Results: Employing a binary forced choice task where the duration of a pre-target interval (800 or 1400 ms) probabilistically predicted the target, we found that children with ASD were sensitive to the temporal regularity, whereas TD children were not. Children with ASD were faster for expected combinations of interval and target location but they were also less accurate for those combinations. Results from an additional simple reaction time test indicate that the development of general perceptual-motor processes was delayed in children with ASD. However, the ability for children with ASD to form time-based expectancies was not correlated with their performance in the simple reaction time test.

Conclusion: Children with ASD show significantly greater sensitivity towards time-based predictability than TD children. However, the development of general perceptual-motor processes was impaired in children with ASD.

Keywords: Temporal cognition, time-based expectancy, perceptual-motor process, autism spectrum disorder, timing

Introduction

Dysfunctions in social communication and social interaction, accompanied by a restricted range of interests and stereotyped, repetitive behaviors, are typically considered ‘core’ deficits in individuals with autism spectrum disorder (ASD; see American Psychiatric Association 2006, Frith 2003). However, clinical reports, as well as studies investigating time perception, suggest that individuals with ASD have another major deficit related to temporal cognition (Boucher 2001, Allman 2011, Allman et al. 2011, Falter and Noreika 2011, Martin et al. 2010). Brenner et al. (2015), for example, showed that adolescents with ASD perform worse in a time reproduction task compared to typically developing individuals. A recent study by Isaksson et al. (2018) found that children with ASD show a wide range of abnormalities in temporal processing tasks such as temporal perspective, motor timing, and perceptual timing. In addition, individuals with ASD show deficits in time-based perspective memory (Williams et al. 2014).

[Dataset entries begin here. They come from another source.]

//! CLI binary for evaluating a quote document via stdin.
//!
//! Usage:
//!   echo '{"document": {"nodes": [...]}}' | cargo run --bin evaluate
//!
//! Input (JSON on stdin):
//!   - document: Object: the quote document (`project`, `nodes`)
//!   - situation: Optional<Object>: progress billing request:
//!       - month, year: the billing period
//!       - progress: Object: line id → current percentage
//!       - previous: Optional<SituationRecord>: saved situation of the previous month
//!       - taux_prorata, retenue_cie: Optional<Number>
//!   - trace: Optional<bool>: include the calculation trace
//!
//! Output (JSON on stdout):
//!   - totals: Object: scope totals and special line amounts (2-decimal strings)
//!   - situation: Optional<Object>: situation breakdown (2-decimal strings)
//!   - trace: Optional<String>: rendered calculation trace
//!   - error: Optional<String>: error message if evaluation failed

use devis_engine::{
    build_situation_draft, compute_bases, evaluate, evaluate_traced, project, BillingConfig,
    Document, InMemoryStore, LineKey, NodeId, Period, QuoteStore, SituationBreakdown,
    SituationRecord, TotalsReport,
};
use std::collections::HashMap;
use std::io::Read;

const PROJECT: &str = "stdin";

#[derive(serde::Deserialize)]
struct EvaluateRequest {
    document: serde_json::Value,
    #[serde(default)]
    situation: Option<SituationRequest>,
    #[serde(default)]
    trace: bool,
}

#[derive(serde::Deserialize)]
struct SituationRequest {
    month: u32,
    year: i32,
    #[serde(default)]
    progress: HashMap<String, f64>,
    #[serde(default)]
    previous: Option<SituationRecord>,
    #[serde(default)]
    taux_prorata: Option<f64>,
    #[serde(default)]
    retenue_cie: Option<f64>,
}

#[derive(serde::Serialize)]
struct EvaluateResponse {
    #[serde(skip_serializing_if = "Option::is_none")]
    totals: Option<TotalsReport>,
    #[serde(skip_serializing_if = "Option::is_none")]
    situation: Option<SituationBreakdown>,
    #[serde(skip_serializing_if = "Option::is_none")]
    trace: Option<String>,
    #[serde(skip_serializing_if = "Option::is_none")]
    error: Option<String>,
}

fn error_response(msg: String) -> EvaluateResponse {
    EvaluateResponse {
        totals: None,
        situation: None,
        trace: None,
        error: Some(msg),
    }
}

fn fail(msg: String) -> ! {
    let resp = error_response(msg);
    println!("{}", serde_json::to_string(&resp).unwrap_or_default());
    std::process::exit(1);
}

fn situation_breakdown(
    document: Document,
    request: SituationRequest,
) -> devis_engine::Result<SituationBreakdown> {
    let mut billing = BillingConfig::from_env()?;
    if let Some(taux) = request.taux_prorata {
        billing = billing.with_taux_prorata(taux);
    }

    let mut store = InMemoryStore::new().with_document(PROJECT, document);
    if let Some(mut previous) = request.previous {
        let period = Period::new(request.month, request.year)?.previous();
        previous.project = PROJECT.to_string();
        previous.month = period.month;
        previous.year = period.year;
        store.save_situation(&previous)?;
    }

    let mut situation = build_situation_draft(&store, PROJECT, request.month, request.year, &billing)?;
    for (id, pct) in &request.progress {
        let id: NodeId = id.parse()?;
        let key = situation
            .lines
            .iter()
            .map(|l| l.key.clone())
            .find(|k| matches!(k, LineKey::Detail { id: d } | LineKey::Special { id: d } if d == &id))
            .ok_or_else(|| devis_engine::EngineError::NodeNotFound(id.to_string()))?;
        situation.set_current_pct(&key, *pct)?;
    }
    if let Some(cie) = request.retenue_cie {
        situation.set_retenue_cie(cie);
    }
    Ok(situation.breakdown())
}

fn main() {
    let mut input = String::new();
    if let Err(e) = std::io::stdin().read_to_string(&mut input) {
        fail(format!("Failed to read stdin: {e}"));
    }

    let request: EvaluateRequest = match serde_json::from_str(&input) {
        Ok(r) => r,
        Err(e) => fail(format!("Failed to parse request JSON: {e}")),
    };

    let document = match Document::from_json_value(request.document) {
        Ok(d) => d,
        Err(e) => fail(format!("Failed to load document: {e}")),
    };

    let projection = project(&document);
    let bases = compute_bases(&projection.tree);
    let evaluated = if request.trace {
        evaluate_traced(&projection.tree, &bases).map(|(t, trace)| (t, Some(trace.render())))
    } else {
        evaluate(&projection.tree, &bases).map(|t| (t, None))
    };
    let (totals, trace) = match evaluated {
        Ok(result) => result,
        Err(e) => fail(format!("{e}")),
    };

    let situation = match request.situation {
        Some(req) => match situation_breakdown(document, req) {
            Ok(b) => Some(b),
            Err(e) => fail(format!("{e}")),
        },
        None => None,
    };

    let resp = EvaluateResponse {
        totals: Some(TotalsReport::from_totals(&totals).with_numbers(projection.tree.numbering())),
        situation,
        trace,
        error: None,
    };
    println!("{}", serde_json::to_string(&resp).unwrap_or_default());
}
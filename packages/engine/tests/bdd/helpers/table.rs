//! Conversion of Gherkin tables into quote nodes
//!
//! Tables have a header row; empty cells mean "not set".

use cucumber::gherkin::Table;
use devis_engine::{
    DetailLine, Node, NodeId, Part, Scope, SpecialKind, SpecialLine, Subpart, ValueType,
};
use std::collections::HashMap;

/// Rows of a table keyed by header.
pub fn rows(table: &Table) -> Vec<HashMap<String, String>> {
    let mut iter = table.rows.iter();
    let Some(header) = iter.next() else {
        return Vec::new();
    };
    iter.map(|row| {
        header
            .iter()
            .zip(row)
            .filter(|(_, cell)| !cell.trim().is_empty())
            .map(|(h, cell)| (h.trim().to_string(), cell.trim().to_string()))
            .collect()
    })
    .collect()
}

fn cell<'a>(row: &'a HashMap<String, String>, name: &str) -> &'a str {
    row.get(name)
        .map(String::as_str)
        .unwrap_or_else(|| panic!("Missing column '{name}' in row {row:?}"))
}

fn number(row: &HashMap<String, String>, name: &str) -> f64 {
    let raw = cell(row, name);
    raw.parse()
        .unwrap_or_else(|_| panic!("Column '{name}' is not a number: '{raw}'"))
}

pub fn node_id(raw: &str) -> NodeId {
    raw.parse()
        .unwrap_or_else(|e| panic!("Invalid node id '{raw}': {e}"))
}

pub fn scope(raw: &str) -> Scope {
    raw.parse()
        .unwrap_or_else(|e| panic!("Invalid scope '{raw}': {e}"))
}

/// A Part, Subpart or detail line from a `type | id | parent | label |
/// position | quantity | unit_price` row.
pub fn node_from_row(row: &HashMap<String, String>) -> Node {
    let id = node_id(cell(row, "id"));
    let label = row.get("label").cloned().unwrap_or_default();
    let position = number(row, "position");

    match cell(row, "type") {
        "part" => Part::new(id, label).at(position).into(),
        "subpart" => Subpart::new(id, node_id(cell(row, "parent")), label)
            .at(position)
            .into(),
        "line" => DetailLine::new(
            id,
            node_id(cell(row, "parent")),
            label,
            number(row, "quantity"),
            number(row, "unit_price"),
        )
        .at(position)
        .into(),
        other => panic!("Unknown node type '{other}'"),
    }
}

/// A special line from an `id | scope | kind | value_type | value |
/// base_ref | position` row.
pub fn special_from_row(row: &HashMap<String, String>) -> Node {
    let kind = match cell(row, "kind") {
        "addition" => SpecialKind::Addition,
        "reduction" => SpecialKind::Reduction,
        "display" => SpecialKind::Display,
        other => panic!("Unknown special kind '{other}'"),
    };
    let mut line = SpecialLine::fixed(
        node_id(cell(row, "id")),
        scope(cell(row, "scope")),
        kind,
        number(row, "value"),
    )
    .at(number(row, "position"));

    if cell(row, "value_type") == "percentage" {
        line.value_type = ValueType::Percentage;
        line.base_ref = row.get("base_ref").map(|s| scope(s));
    }
    line.into()
}
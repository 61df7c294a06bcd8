//! Integration tests for an editing session on the villa demo quote.

#![allow(clippy::expect_used, clippy::unwrap_used)]

use devis_engine::{
    format_money, BillingConfig, CatalogItem, DevisSession, Document, EngineError, InMemoryStore,
    LineKey, NodeId, NodeKind, QuoteStore, Scope, TargetPosition,
};
use std::path::Path;

const PROJECT: &str = "villa-dupont";

fn open_villa() -> DevisSession<InMemoryStore> {
    let manifest_dir = env!("CARGO_MANIFEST_DIR");
    let path = Path::new(manifest_dir)
        .parent()
        .and_then(|p| p.parent())
        .map(|p| p.join("demos").join("villa.yaml"))
        .expect("Could not find demos directory");
    let doc = Document::from_file(&path).expect("Failed to load villa quote");

    let mut store = InMemoryStore::new().with_document(PROJECT, doc);
    store.add_catalog_item(CatalogItem::new("LOT-PEINT", NodeKind::Part, "Peinture"));
    store.add_catalog_item(CatalogItem::new("PEINT-INT", NodeKind::Subpart, "Intérieurs"));
    store.add_catalog_item(
        CatalogItem::new("PEINT-M2", NodeKind::DetailLine, "Peinture murs").priced("m2", 12.0),
    );
    DevisSession::open(store, PROJECT, BillingConfig::default()).unwrap()
}

#[test]
fn test_catalog_lot_is_numbered_costed_and_saved() {
    let mut s = open_villa();
    assert_eq!(format_money(s.totals().global), "10450.00");

    let part = s.add_from_catalog("lot-peint", &TargetPosition::End).unwrap();
    let sub = s
        .add_from_catalog("PEINT-INT", &TargetPosition::LastChildOf(Scope::Part(part.clone())))
        .unwrap();
    let line = s
        .add_from_catalog("PEINT-M2", &TargetPosition::LastChildOf(Scope::Subpart(sub.clone())))
        .unwrap();

    assert!(part.is_temporary() && sub.is_temporary() && line.is_temporary());
    assert_eq!(s.tree().display_number(&line).as_deref(), Some("3.1.1"));
    // 10012 + 10 % of (10012 - 500) - 500
    assert_eq!(format_money(s.totals().global), "10463.20");
    assert!(s.is_dirty());

    s.save().unwrap();
    assert!(!s.is_dirty());
    for id in [904, 905, 906] {
        assert!(s.document().contains(&NodeId::from(id)), "missing {id}");
    }
    assert_eq!(
        s.tree().display_number(&NodeId::from(906)).as_deref(),
        Some("3.1.1")
    );

    let stored = s.store().fetch_document(PROJECT).unwrap();
    assert_eq!(stored.revision, s.revision());
    assert_eq!(stored.document.get(&NodeId::from(906)).unwrap().parent(), Scope::Subpart(NodeId::from(905)));
}

#[test]
fn test_situation_sees_saved_lines_only() {
    let mut s = open_villa();
    let part = s.add_from_catalog("LOT-PEINT", &TargetPosition::End).unwrap();

    // Not saved yet: the stored quote has no such part
    let draft = s.build_situation_draft(5, 2026).unwrap();
    assert_eq!(format_money(draft.total_marche_ht), "10450.00");

    let sub = s
        .add_from_catalog("PEINT-INT", &TargetPosition::LastChildOf(Scope::Part(part)))
        .unwrap();
    s.add_from_catalog("PEINT-M2", &TargetPosition::LastChildOf(Scope::Subpart(sub)))
        .unwrap();
    s.save().unwrap();

    let mut draft = s.build_situation_draft(5, 2026).unwrap();
    let peinture = LineKey::Detail {
        id: NodeId::from(906),
    };
    draft.set_current_pct(&peinture, 100.0).unwrap();
    assert_eq!(format_money(draft.breakdown().monthly_ht), "12.00");

    s.save_situation(&draft).unwrap();
    let saved = s.build_situation_draft(5, 2026).unwrap();
    assert_eq!(saved.line(&peinture).unwrap().current_pct, 100.0);
}

#[test]
fn test_concurrent_reorder_is_resubmitted() {
    let mut s = open_villa();
    s.reorder(&NodeId::from(3), &TargetPosition::FirstChildOf(Scope::Global))
        .unwrap();
    assert_eq!(s.tree().display_number(&NodeId::from(3)).as_deref(), Some("1"));

    // Another client writes in between
    s.store_mut().touch(PROJECT).unwrap();
    let err = s.save_order().unwrap_err();
    assert!(matches!(err, EngineError::PersistenceConflict { .. }));

    let remote = s.remote().unwrap();
    assert!(remote.get(&NodeId::from(3)).unwrap().position() > 1.0);
    assert!(s.document().get(&NodeId::from(3)).unwrap().position() < 1.0);

    s.save_order().unwrap();
    assert!(s.remote().is_none());
    let stored = s.store().fetch_document(PROJECT).unwrap();
    assert_eq!(
        stored.document.preorder()[0].id(),
        &NodeId::from(3),
        "stored order should start with the moved part"
    );
}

While various types of temporal cognition have been intensively investigated in individuals with ASD, the ability to form time-based event expectancies in individuals with ASD has only rarely been studied (see Kunchulia et al. 2017, for an exception).

Time-based expectancy means that individuals do not expect a certain interval as such (as is typically the case in other temporal cognition paradigms (see Steinborn et al. 2008, for a review)), but they expect certain aspects of response targets based on time. This means, in time-based expectancy, time is the source, not the target, of prediction. It is typically investigated with the time-event correlation paradigm, where the duration of a pre-target warning interval predicts, with a certain probability, the current trial’s target (Thomaschke and Dreisbach 2013).

Time-based expectancies are a highly important aspect of human temporal cognition and are essential in many types of interaction with the environment (Aufschnaiter et al. 2018a, 2018b, Shahar et al. 2012, Thomaschke and Haering 2014), including social interaction such as joint actions (Vesper et al. 2017) and verbal communication (Roberts and Francis 2013, Roberts et al. 2011, Roberts and Norris 2016). Given that deficits in social interaction and verbal communication are key diagnostic features of ASD, it is particularly interesting to study the ability of formation time-based expectancies in individuals with ASD that could be also important for better understanding those deficits as well.

According to the ‘hypothesis of predictive impairment in autism,’ the ASD phenotype maybe related to an impairment in predictive abilities . This hypothesis postulates that ASD is linked to deficits in detecting predictive associations between environmental entities. These deficits affect the information processing demands inherent in the typically affected ASD domains (Sinha et al. 2014).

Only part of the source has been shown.